Meals are served from large cauldrons outside the cookhouse door at the far end of the barrack yard, and the Corporal, not with very much hope in his voice, for he has already seen us in action, tells us to form fours. We do so, and for a while it looks as if the thing were really going to be a success this time. Then it suddenly occurs to Old Bill, Old George, Old Joe, and Old Percy, together with perhaps a hundred and twenty of their fellow internees, that by leaving their places at the tail of the procession and running round and joining the front row, they will get theirs quicker. They immediately proceed to do this, and are at once followed by about eighty other rapid thinkers, who have divined their thought-processes and have come to the conclusion that the idea is a good one.

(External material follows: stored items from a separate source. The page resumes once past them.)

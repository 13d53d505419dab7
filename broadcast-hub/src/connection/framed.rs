use async_trait::async_trait;
use bytes::Bytes;
use futures_util::{
    SinkExt, StreamExt,
    stream::{SplitSink, SplitStream},
};
use tokio::{
    io::{AsyncRead, AsyncWrite},
    select,
    sync::Mutex,
    time::timeout,
};
use tokio_tungstenite::{
    WebSocketStream,
    tungstenite::{
        Error as WsError, Message as WsMessage, error::ProtocolError, protocol::Role,
    },
};
use tracing::trace;

use super::{CLOSE_TIMEOUT, CloseSignal, Connection, ConnectionError, DEFAULT_READ_SIZE, Pending};

/// WebSocket adapter. Frames go out as binary messages.
pub struct FramedConnection<S> {
    sink: Mutex<SplitSink<WebSocketStream<S>, WsMessage>>,
    reader: Mutex<FramedReader<S>>,
    peer: String,
    read_size: usize,
    closed: CloseSignal,
}

struct FramedReader<S> {
    stream: SplitStream<WebSocketStream<S>>,
    pending: Pending,
}

impl<S> FramedConnection<S>
where
    S: AsyncRead + AsyncWrite + Unpin + Send + 'static,
{
    pub fn new(socket: WebSocketStream<S>, peer: impl Into<String>) -> Self {
        let (sink, stream) = socket.split();
        Self {
            sink: Mutex::new(sink),
            reader: Mutex::new(FramedReader {
                stream,
                pending: Pending::default(),
            }),
            peer: peer.into(),
            read_size: DEFAULT_READ_SIZE,
            closed: CloseSignal::new(),
        }
    }

    /// Wraps a socket on which the server side of the upgrade handshake has
    /// just completed. `leftover` holds bytes that arrived behind the
    /// handshake request and already belong to the framed stream.
    pub async fn upgraded(stream: S, peer: impl Into<String>, leftover: Vec<u8>) -> Self {
        let socket = WebSocketStream::from_partially_read(stream, leftover, Role::Server, None).await;
        Self::new(socket, peer)
    }

    pub fn with_read_size(mut self, read_size: usize) -> Self {
        self.read_size = read_size.max(1);
        self
    }

    async fn read_chunk(&self) -> Result<Option<Bytes>, ConnectionError> {
        let mut reader = self.reader.lock().await;
        if let Some(chunk) = reader.pending.take(self.read_size) {
            return Ok(Some(chunk));
        }

        loop {
            let data = match reader.stream.next().await {
                None => return Ok(None),
                Some(Err(err)) if is_disconnect(&err) => return Ok(None),
                Some(Err(err)) => return Err(err.into()),
                Some(Ok(WsMessage::Binary(data))) => data,
                Some(Ok(WsMessage::Text(text))) => Bytes::copy_from_slice(text.as_bytes()),
                Some(Ok(WsMessage::Close(frame))) => {
                    trace!(peer = %self.peer, ?frame, "peer sent close frame");
                    return Ok(None);
                }
                Some(Ok(_)) => continue,
            };
            return Ok(Some(reader.pending.split_surplus(data, self.read_size)));
        }
    }

    async fn write_frame(&self, frame: Bytes) -> Result<(), ConnectionError> {
        let mut sink = self.sink.lock().await;
        sink.send(WsMessage::Binary(frame)).await?;
        Ok(())
    }
}

fn is_disconnect(err: &WsError) -> bool {
    matches!(
        err,
        WsError::ConnectionClosed
            | WsError::AlreadyClosed
            | WsError::Protocol(ProtocolError::ResetWithoutClosingHandshake)
    )
}

#[async_trait]
impl<S> Connection for FramedConnection<S>
where
    S: AsyncRead + AsyncWrite + Unpin + Send + 'static,
{
    async fn receive(&self) -> Result<Option<Bytes>, ConnectionError> {
        if self.closed.is_closed() {
            return Ok(None);
        }

        select! {
            result = self.read_chunk() => result,
            _ = self.closed.wait() => Ok(None),
        }
    }

    async fn send(&self, frame: Bytes) -> Result<(), ConnectionError> {
        if self.closed.is_closed() {
            return Err(ConnectionError::Closed);
        }

        select! {
            result = self.write_frame(frame) => result,
            _ = self.closed.wait() => Err(ConnectionError::Closed),
        }
    }

    async fn close(&self) {
        if !self.closed.trigger() {
            return;
        }
        if let Ok(mut sink) = timeout(CLOSE_TIMEOUT, self.sink.lock()).await {
            let _ = timeout(CLOSE_TIMEOUT, sink.close()).await;
        }
    }

    fn peer_address(&self) -> &str {
        &self.peer
    }
}

#[cfg(test)]
mod tests {
    use std::{sync::Arc, time::Duration};

    use tokio::io::{DuplexStream, duplex};

    use super::*;

    async fn pair() -> (FramedConnection<DuplexStream>, WebSocketStream<DuplexStream>) {
        let (server_io, client_io) = duplex(64 * 1024);
        let server = WebSocketStream::from_raw_socket(server_io, Role::Server, None).await;
        let client = WebSocketStream::from_raw_socket(client_io, Role::Client, None).await;
        (FramedConnection::new(server, "ws-test"), client)
    }

    #[tokio::test]
    async fn receives_whole_binary_frames() -> anyhow::Result<()> {
        let (conn, mut client) = pair().await;
        client.send(WsMessage::binary(b"frame-one".to_vec())).await?;
        client.send(WsMessage::binary(b"frame-two".to_vec())).await?;

        assert_eq!(&conn.receive().await?.expect("first")[..], b"frame-one");
        assert_eq!(&conn.receive().await?.expect("second")[..], b"frame-two");
        Ok(())
    }

    #[tokio::test]
    async fn oversized_frame_is_replayed_across_receives() -> anyhow::Result<()> {
        let (conn, mut client) = pair().await;
        let conn = conn.with_read_size(4);
        client.send(WsMessage::binary(b"abcdefghij".to_vec())).await?;
        client.send(WsMessage::binary(b"next".to_vec())).await?;

        assert_eq!(&conn.receive().await?.expect("chunk")[..], b"abcd");
        assert_eq!(&conn.receive().await?.expect("chunk")[..], b"efgh");
        assert_eq!(&conn.receive().await?.expect("chunk")[..], b"ij");
        assert_eq!(&conn.receive().await?.expect("next frame")[..], b"next");
        Ok(())
    }

    #[tokio::test]
    async fn send_produces_binary_messages() -> anyhow::Result<()> {
        let (conn, mut client) = pair().await;
        conn.send(Bytes::from_static(b"payload")).await?;

        match client.next().await {
            Some(Ok(WsMessage::Binary(data))) => assert_eq!(&data[..], b"payload"),
            other => panic!("unexpected message: {other:?}"),
        }
        Ok(())
    }

    #[tokio::test]
    async fn close_frame_reads_as_closed() -> anyhow::Result<()> {
        let (conn, mut client) = pair().await;
        client.close(None).await?;
        assert!(conn.receive().await?.is_none());
        Ok(())
    }

    #[tokio::test]
    async fn leftover_bytes_are_part_of_the_stream() -> anyhow::Result<()> {
        let (server_io, client_io) = duplex(64 * 1024);
        let mut client = WebSocketStream::from_raw_socket(client_io, Role::Client, None).await;
        client.send(WsMessage::binary(b"early".to_vec())).await?;
        client.send(WsMessage::binary(b"late".to_vec())).await?;

        // Pretend the handshake reader swallowed the first three bytes.
        let mut server_io = server_io;
        let mut swallowed = [0u8; 3];
        tokio::io::AsyncReadExt::read_exact(&mut server_io, &mut swallowed).await?;

        let conn = FramedConnection::upgraded(server_io, "ws-test", swallowed.to_vec()).await;
        assert_eq!(&conn.receive().await?.expect("early")[..], b"early");
        assert_eq!(&conn.receive().await?.expect("late")[..], b"late");
        Ok(())
    }

    #[tokio::test]
    async fn close_unblocks_receive_and_notifies_peer() -> anyhow::Result<()> {
        let (conn, mut client) = pair().await;
        let conn = Arc::new(conn);
        let reader = {
            let conn = Arc::clone(&conn);
            tokio::spawn(async move { conn.receive().await })
        };
        tokio::time::sleep(Duration::from_millis(20)).await;

        conn.close().await;
        let result = tokio::time::timeout(Duration::from_secs(1), reader).await??;
        assert!(result?.is_none());

        match client.next().await {
            Some(Ok(WsMessage::Close(_))) => {}
            other => panic!("expected close frame, got {other:?}"),
        }
        Ok(())
    }
}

Twenty minutes later, a white-haired Corporal with deep furrows in his forehead has restored the formation into fours, and we start again.
On a good morning - I mean a morning when Old Bill and his associates were in their best form - it would take three-quarters of an hour for the last in line to reach the cookhouse, and one used to wonder what it would be like on a rainy day. Fortunately, the rainy day never came. The weather was still fine when, a week from our arrival, we were loaded into vans and driven to the station, our destination being the Citadel of Huy, about twenty-five miles away - another Belgian army center.
If somebody were to ask me whose quarters I would prefer to take over - those of French convicts or Belgian soldiers, I would find it hard to say. French convicts draw pictures on the walls of their cells which bring the blush of shame to the cheek of modesty, but they are fairly tidy in their habits - whereas Belgian soldiers, as I have mentioned before, make lots of work for their successors. Without wishing to be indelicate, I may say that, until you have helped to clean out a Belgian soldiers' latrine, you ain't seen nuttin'. It was my stay at Liege, and subsequently at the Citadel of Huy, that gave me that wholesome loathing for Belgians which is the hall-mark of the discriminating man. If I never see anything Belgian again in this world, it will be all right with me.